Your goal >>
Work out the number of lines in the records that include the word "message"; reply with that number alone.

(Stored data entries)
◇ ◇ ◇ ◇ ◇ ◇ ◇

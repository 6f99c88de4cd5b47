use std::fs;
use std::io::{Read, Write};
use std::path::Path;

use serde::{Deserialize, Serialize};

use crate::driver::BenchmarkRun;
use crate::error::BenchError;
use crate::probe::{Prediction, ProbeResult, ProbeStatus};

/// Header of the persisted result table, in column order.
pub const COLUMNS: [&str; 6] = [
    "Provider",
    "Status",
    "Total Latency (ms)",
    "Processing Time (ms)",
    "Sentiment",
    "Confidence",
];

#[derive(Debug, Serialize, Deserialize)]
struct TableRow {
    #[serde(rename = "Provider")]
    provider: String,
    #[serde(rename = "Status")]
    status: String,
    #[serde(rename = "Total Latency (ms)")]
    total_latency_ms: Option<f64>,
    #[serde(rename = "Processing Time (ms)")]
    processing_time_ms: Option<f64>,
    #[serde(rename = "Sentiment")]
    sentiment: Option<String>,
    #[serde(rename = "Confidence")]
    confidence: Option<f64>,
}

impl From<&ProbeResult> for TableRow {
    fn from(result: &ProbeResult) -> Self {
        let prediction = result.prediction().cloned().unwrap_or_default();
        Self {
            provider: result.provider().to_string(),
            status: result.status().to_string(),
            total_latency_ms: result.latency_ms(),
            processing_time_ms: prediction.processing_time_ms,
            sentiment: prediction.sentiment,
            confidence: prediction.confidence,
        }
    }
}

impl TableRow {
    fn into_result(self, row: usize) -> Result<ProbeResult, BenchError> {
        let status = match self
            .status
            .parse::<ProbeStatus>()
            .map_err(|message| BenchError::MalformedRow { row, message })?
        {
            ProbeStatus::Success(_) => ProbeStatus::Success(Prediction {
                processing_time_ms: self.processing_time_ms,
                sentiment: self.sentiment.filter(|s| !s.is_empty()),
                confidence: self.confidence,
            }),
            other => other,
        };
        Ok(match self.total_latency_ms {
            Some(latency) => ProbeResult::new(self.provider, status, latency),
            None => ProbeResult::without_latency(self.provider, status),
        })
    }
}

/// Makes sure `path` can be written: creates missing parent directories and
/// opens the file without truncating it.
pub fn prepare_output(path: impl AsRef<Path>) -> Result<(), BenchError> {
    let path = path.as_ref();
    if let Some(parent) = path.parent().filter(|p| !p.as_os_str().is_empty()) {
        fs::create_dir_all(parent)?;
    }
    fs::OpenOptions::new()
        .write(true)
        .create(true)
        .truncate(false)
        .open(path)
        .map_err(|e| BenchError::Table(format!("cannot write {}: {e}", path.display())))?;
    Ok(())
}

/// Writes the run as CSV to `path`, replacing any previous file.
pub fn persist(run: &BenchmarkRun, path: impl AsRef<Path>) -> Result<(), BenchError> {
    let path = path.as_ref();
    prepare_output(path)?;
    let file = fs::File::create(path)
        .map_err(|e| BenchError::Table(format!("cannot write {}: {e}", path.display())))?;
    write_to(run, file)?;
    log::info!("Saved {} rows to {}", run.len(), path.display());
    Ok(())
}

pub fn write_to<W: Write>(run: &BenchmarkRun, writer: W) -> Result<(), BenchError> {
    let mut wtr = csv::WriterBuilder::new()
        .has_headers(false)
        .from_writer(writer);
    // Written by hand so an empty run still gets its header row.
    wtr.write_record(COLUMNS)?;
    for result in run {
        wtr.serialize(TableRow::from(result))?;
    }
    wtr.flush()?;
    Ok(())
}

/// Reads a table written by [`persist`].
pub fn load(path: impl AsRef<Path>) -> Result<BenchmarkRun, BenchError> {
    let path = path.as_ref();
    let file = fs::File::open(path)
        .map_err(|e| BenchError::Table(format!("cannot read {}: {e}", path.display())))?;
    read_from(file)
}

pub fn read_from<R: Read>(reader: R) -> Result<BenchmarkRun, BenchError> {
    let mut rdr = csv::Reader::from_reader(reader);
    let headers = rdr.headers()?.clone();
    if headers.iter().ne(COLUMNS) {
        return Err(BenchError::Table(format!(
            "unexpected header {:?}",
            headers.iter().collect::<Vec<_>>()
        )));
    }

    let mut results = Vec::new();
    for (idx, row) in rdr.deserialize::<TableRow>().enumerate() {
        let row_number = idx + 2;
        let row = row.map_err(|e| BenchError::MalformedRow {
            row: row_number,
            message: e.to_string(),
        })?;
        results.push(row.into_result(row_number)?);
    }
    Ok(BenchmarkRun::from_results(results))
}

#[cfg(test)]
mod tests {
    use super::*;

    fn run() -> BenchmarkRun {
        BenchmarkRun::from_results(vec![
            ProbeResult::new(
                "AWS SageMaker",
                ProbeStatus::Success(Prediction {
                    processing_time_ms: Some(101.37),
                    sentiment: Some("Positive".to_string()),
                    confidence: Some(0.8123),
                }),
                118.52,
            ),
            ProbeResult::new("GCP Vertex AI", ProbeStatus::Error { code: 502 }, 12.0),
            ProbeResult::new(
                "Azure AI Studio",
                ProbeStatus::Failure {
                    reason: "connection failed: refused, reset".to_string(),
                },
                3.25,
            ),
        ])
    }

    #[test]
    fn header_and_empty_cells() {
        let mut buf = Vec::new();
        write_to(&run(), &mut buf).expect("write");
        let text = String::from_utf8(buf).expect("utf8");
        let lines: Vec<_> = text.lines().collect();
        assert_eq!(
            lines[0],
            "Provider,Status,Total Latency (ms),Processing Time (ms),Sentiment,Confidence"
        );
        assert_eq!(lines[2], "GCP Vertex AI,Error 502,12.0,,,");
        assert!(lines[3].starts_with("Azure AI Studio,\"Failed: connection failed: refused, reset\","));
    }

    #[test]
    fn table_reads_back() {
        let original = run();
        let mut buf = Vec::new();
        write_to(&original, &mut buf).expect("write");
        let loaded = read_from(buf.as_slice()).expect("read");
        assert_eq!(loaded, original);
    }

    #[test]
    fn empty_run_still_has_header() {
        let mut buf = Vec::new();
        write_to(&BenchmarkRun::new(), &mut buf).expect("write");
        let loaded = read_from(buf.as_slice()).expect("read");
        assert!(loaded.is_empty());
    }

    #[test]
    fn foreign_header_is_rejected() {
        let data = "name,latency\nA,1.0\n";
        assert!(matches!(
            read_from(data.as_bytes()),
            Err(BenchError::Table(_))
        ));
    }

    #[test]
    fn bad_status_reports_row_number() {
        let data = format!("{}\nA,Pending,1.0,,,\n", COLUMNS.join(","));
        let err = read_from(data.as_bytes()).unwrap_err();
        assert!(matches!(err, BenchError::MalformedRow { row: 2, .. }));
    }

    #[test]
    fn empty_latency_cells_are_left_out_of_stats() {
        let data = format!(
            "{}\nA,Success,40.0,20.0,Positive,0.8\nB,Error 500,,,,\nB,Failed: refused,,,,\n",
            COLUMNS.join(",")
        );
        let run = read_from(data.as_bytes()).expect("read");
        assert_eq!(run.len(), 3);
        assert_eq!(run.results()[1].latency_ms(), None);

        let summary = crate::report::summarize(&run);
        let b = &summary["B"];
        assert_eq!((b.count, b.errors, b.failures), (2, 1, 1));
        assert_eq!(b.latency.count, 0);
        assert_eq!(summary["A"].latency.mean, 40.0);
    }

    #[test]
    fn missing_latency_stays_empty_when_written() {
        let run = BenchmarkRun::from_results(vec![ProbeResult::without_latency(
            "B",
            ProbeStatus::Error { code: 500 },
        )]);
        let mut buf = Vec::new();
        write_to(&run, &mut buf).expect("write");
        let text = String::from_utf8(buf).expect("utf8");
        assert_eq!(text.lines().nth(1), Some("B,Error 500,,,,"));
    }

    #[test]
    fn unwritable_destination_is_an_error() {
        let dir = tempfile::tempdir().expect("tempdir");
        let blocker = dir.path().join("not-a-dir");
        fs::write(&blocker, "occupied").expect("write blocker");
        let path = blocker.join("results.csv");

        let err = persist(&run(), &path).unwrap_err();
        assert!(matches!(err, BenchError::Io(_) | BenchError::Table(_)), "{err:?}");
        assert!(prepare_output(&path).is_err());
    }

    #[test]
    fn prepare_output_keeps_existing_contents() {
        let dir = tempfile::tempdir().expect("tempdir");
        let path = dir.path().join("results.csv");
        persist(&run(), &path).expect("write");
        prepare_output(&path).expect("prepare");
        assert_eq!(load(&path).expect("load").len(), 3);
    }

    #[test]
    fn persist_overwrites_and_creates_dirs() {
        let dir = tempfile::tempdir().expect("tempdir");
        let path = dir.path().join("nested").join("results.csv");
        persist(&run(), &path).expect("first write");
        persist(&BenchmarkRun::new(), &path).expect("second write");
        assert!(load(&path).expect("load").is_empty());
    }
}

◇ ◇ ◇ ◇ ◇ ◇ ◇

Response for this exercise >>
2